Crimes Resulting in a Permanent Automatic Bar to Citizenship

The following crimes result in an automatic bar to your application, meaning U.S. Citizenship and Immigration Services (USCIS) has no discretion to approve it:

  • Murder
  • Rape
  • Trafficking illegal drugs
  • Some DUIs
  • Violent or theft crimes resulting in a year or more of imprisonment
  • Statutory rape
  • Money laundering in amounts over $10,000
  • Income tax evasion in amounts over $10,000

Furthermore, any other crime a state considers an “aggravated felony” will not only result in an automatic bar to your citizenship application, but it might also result in deportation.

Crimes Resulting in a Temporary Automatic Bar to Citizenship

If you have been convicted of what the USCIS considers a “crime involving moral turpitude,” you may be ineligible to apply for citizenship for five years (or three years if you are a permanent resident on the basis of marriage to a U.S. citizen). These crimes include the following:

  • Crimes involving an incarceration period of 180 days or more
  • Any two crimes resulting in a sentence of five or more years in jail/prison
  • Going to a sex worker
  • Fraud 
  • Illegal drug possession (with the exception of small amounts of marijuana)

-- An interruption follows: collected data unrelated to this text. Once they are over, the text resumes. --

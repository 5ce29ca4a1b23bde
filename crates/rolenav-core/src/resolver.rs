// Rolenav
// Copyright (C) 2025 Synerthink

// This program is free software: you can redistribute it and/or modify
// it under the terms of the GNU Affero General Public License as published by
// the Free Software Foundation, either version 3 of the License, or
// (at your option) any later version.

// This program is distributed in the hope that it will be useful,
// but WITHOUT ANY WARRANTY; without even the implied warranty of
// MERCHANTABILITY or FITNESS FOR A PARTICULAR PURPOSE.  See the
// GNU Affero General Public License for more details.

// You should have received a copy of the GNU Affero General Public License
// along with this program.  If not, see <http://www.gnu.org/licenses/>.

//! Permission resolver: role -> allowed paths

use crate::record::AllowedSet;
use crate::store::{PermissionStore, StoreResult};
use tracing::{debug, instrument, warn};

/// Derives the allowed-path set of a role from its stored grants
pub struct PermissionResolver<S> {
    store: S,
}

impl<S: PermissionStore> PermissionResolver<S> {
    pub fn new(store: S) -> Self {
        Self { store }
    }

    pub fn store(&self) -> &S {
        &self.store
    }

    /// Resolve, reporting store failures to the caller
    #[instrument(skip(self))]
    pub async fn try_resolve(&self, role: &str) -> StoreResult<AllowedSet> {
        let records = self.store.grants_for_role(role).await?;
        let allowed = AllowedSet::from_records(records.iter().filter(|record| record.role == role));
        debug!("Role {} has {} of {} records allowed", role, allowed.len(), records.len());
        Ok(allowed)
    }

    /// Resolve, denying everything when the store cannot be read
    pub async fn resolve(&self, role: &str) -> AllowedSet {
        match self.try_resolve(role).await {
            Ok(allowed) => allowed,
            Err(e) => {
                warn!("Failed to resolve permissions for {}, denying all: {}", role, e);
                AllowedSet::new()
            }
        }
    }
}

#[cfg(test)]
mod tests {
    use super::*;
    use crate::catalog::{CapabilityNode, Catalog};
    use crate::record::PermissionRecord;
    use crate::store::{MemoryPermissionStore, StoreError};
    use async_trait::async_trait;
    use std::sync::Arc;

    struct UnreachableStore;

    #[async_trait]
    impl PermissionStore for UnreachableStore {
        async fn grants_for_role(&self, _role: &str) -> StoreResult<Vec<PermissionRecord>> {
            Err(StoreError::unavailable("timeout"))
        }

        async fn upsert_grant(&self, _record: PermissionRecord) -> StoreResult<PermissionRecord> {
            Err(StoreError::unavailable("timeout"))
        }

        async fn delete_grant(&self, _role: &str, _path: &str) -> StoreResult<bool> {
            Err(StoreError::unavailable("timeout"))
        }

        async fn roles(&self) -> StoreResult<Vec<String>> {
            Err(StoreError::unavailable("timeout"))
        }
    }

    fn memory_store() -> Arc<MemoryPermissionStore> {
        let catalog = Catalog::from_nodes(1, vec![CapabilityNode::leaf("Home", "/home", None), CapabilityNode::leaf("Reports", "/reports", None)]).unwrap();
        Arc::new(MemoryPermissionStore::new(Arc::new(catalog)))
    }

    #[tokio::test]
    async fn test_role_without_records_is_denied_everything() {
        let resolver = PermissionResolver::new(memory_store());

        assert!(resolver.resolve("user").await.is_empty());
    }

    #[tokio::test]
    async fn test_only_granted_paths_are_allowed() {
        let store = memory_store();
        store.upsert_grant(PermissionRecord::new("user", "/home", true)).await.unwrap();
        store.upsert_grant(PermissionRecord::new("user", "/reports", false)).await.unwrap();
        let resolver = PermissionResolver::new(store);

        let allowed = resolver.resolve("user").await;
        assert!(allowed.contains("/home"));
        assert!(!allowed.contains("/reports"));
    }

    #[tokio::test]
    async fn test_roles_are_isolated() {
        let store = memory_store();
        store.upsert_grant(PermissionRecord::new("admin", "/reports", true)).await.unwrap();
        let resolver = PermissionResolver::new(store);

        assert!(resolver.resolve("admin").await.contains("/reports"));
        assert!(resolver.resolve("manager").await.is_empty());
    }

    #[tokio::test]
    async fn test_store_failure_fails_closed() {
        let resolver = PermissionResolver::new(UnreachableStore);

        assert!(resolver.try_resolve("admin").await.is_err());
        assert!(resolver.resolve("admin").await.is_empty());
    }
}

Other crimes involving moral turpitude may result in a temporary automatic bar. Speak to a seasoned immigration lawyer if you have questions about specific entries on your criminal record.

Exceptions to an Automatic Bar

If you have been convicted in the following situations, the automatic bar may not apply to your application:

  • You received a conviction for “purely political offenses.”
  • You committed what would typically be considered an aggravated felony under the age of 18 (juvenile offense), and the conviction was more than five years ago.
  • Your crime was a petty offense, meaning it was not murder, an aggravated felony, or a crime involving moral turpitude.

Contact an Experienced Immigration Attorney Today

Even if you believe enough time has passed or one of the above exceptions applies, having a skilled immigration lawyer on your side can help significantly increase your chances of a successful application. The team at Stacer, PLC, understands what a significant moment this is for you, and we will do everything we can to assist you. Contact us today for a confidential consultation to learn more.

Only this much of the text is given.